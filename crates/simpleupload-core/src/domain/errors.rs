//! Domain error types
//!
//! This module defines the errors raised by domain operations (invalid
//! workflow transitions, missing move preconditions) and the tagged error
//! returned by every upload API call.

use thiserror::Error;

/// Errors that can occur in domain operations
#[derive(Debug, Error, Clone, PartialEq, Eq)]
pub enum DomainError {
    /// Invalid state transition attempt
    #[error("Invalid state transition from {from} to {to}")]
    InvalidState {
        /// The current state
        from: String,
        /// The attempted target state
        to: String,
    },

    /// The final filename for a move was empty
    #[error("Filename must not be empty")]
    EmptyFilename,

    /// No destination directory was chosen for a move
    #[error("No destination directory selected")]
    NoDestination,

    /// The server returned an unusable remote path
    #[error("Invalid remote path: {0}")]
    InvalidRemotePath(String),
}

/// Errors returned by the upload API
///
/// Every failure that happens behind the API boundary (transport, HTTP
/// status, response shape, reading the local file) is converted into one
/// of these variants. Callers never see the underlying library errors.
/// The `Display` output is the human-readable message shown to the user.
#[derive(Debug, Error, Clone, PartialEq, Eq)]
pub enum ApiError {
    /// Connection failure, timeout or any other transport-level problem
    #[error("{0}")]
    Network(String),

    /// The server answered with a non-2xx status
    #[error("HTTP {status}: {message}")]
    HttpStatus {
        /// Response status code
        status: u16,
        /// Status reason and response body, if any
        message: String,
    },

    /// The response body did not have the expected shape
    #[error("{0}")]
    Deserialization(String),

    /// The selected local file could not be opened or read
    #[error("{0}")]
    LocalIo(String),
}

impl ApiError {
    /// Short name of the error kind, used in logs
    pub fn kind(&self) -> &'static str {
        match self {
            ApiError::Network(_) => "network",
            ApiError::HttpStatus { .. } => "http_status",
            ApiError::Deserialization(_) => "deserialization",
            ApiError::LocalIo(_) => "local_io",
        }
    }
}

impl From<std::io::Error> for ApiError {
    fn from(err: std::io::Error) -> Self {
        ApiError::LocalIo(err.to_string())
    }
}
//! Upload API port (driven/secondary port)
//!
//! This module defines the interface to the upload server. The HTTP
//! implementation lives in the `simpleupload-client` crate; tests in this
//! crate use in-memory fakes.
//!
//! ## Design Notes
//!
//! - Every method returns `Result<_, ApiError>`. Implementations convert
//!   transport, status and parsing failures into `ApiError` so nothing
//!   adapter-specific crosses the port.
//! - Uses `#[async_trait]` for async trait methods.
//! - Each call is a single round-trip: no retries, no idempotency key.

use std::sync::Arc;

use crate::domain::{ApiError, MovedFile, RemoteFile};

/// Progress callback for uploads: `(bytes_sent, total_bytes)`
///
/// Implementations call it zero or more times per upload with a
/// non-decreasing `bytes_sent` and a fixed `total_bytes`.
pub type ProgressCallback = Arc<dyn Fn(u64, u64) + Send + Sync>;

/// Port trait for the upload server
#[async_trait::async_trait]
pub trait IUploadApi: Send + Sync {
    /// Uploads `content` under `filename`
    ///
    /// # Arguments
    /// * `filename` - Name reported to the server for the uploaded file
    /// * `content` - Complete file contents
    /// * `progress` - Optional callback invoked while the body is sent
    ///
    /// # Returns
    /// The server-side handle of the uploaded (not yet moved) file
    async fn upload(
        &self,
        filename: &str,
        content: Vec<u8>,
        progress: Option<ProgressCallback>,
    ) -> Result<RemoteFile, ApiError>;

    /// Lists files that were uploaded but not moved yet
    async fn list_uploads(&self) -> Result<Vec<String>, ApiError>;

    /// Lists files stored in the saved area
    async fn list_saved_files(&self) -> Result<Vec<String>, ApiError>;

    /// Lists the saved directories an upload can be moved into
    ///
    /// Order is defined by the server and preserved.
    async fn list_saved_dirs(&self) -> Result<Vec<String>, ApiError>;

    /// Moves an uploaded file to `saved` (`<directory>/<filename>`)
    ///
    /// The server decides how to handle an existing file at the target.
    async fn move_file(&self, upload: &str, saved: &str) -> Result<MovedFile, ApiError>;
}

▸ **Task item**: Exactly repeat the lines above, from the opening line through the one with "state transition attempt", and include nothing else.

▸ **Answer below**:
filename crates/simpleupload-core/src/domain/errors.rs
//! Domain error types
//!
//! This module defines the errors raised by domain operations (invalid
//! workflow transitions, missing move preconditions) and the tagged error
//! returned by every upload API call.

use thiserror::Error;

/// Errors that can occur in domain operations
#[derive(Debug, Error, Clone, PartialEq, Eq)]
pub enum DomainError {
    /// Invalid state transition attempt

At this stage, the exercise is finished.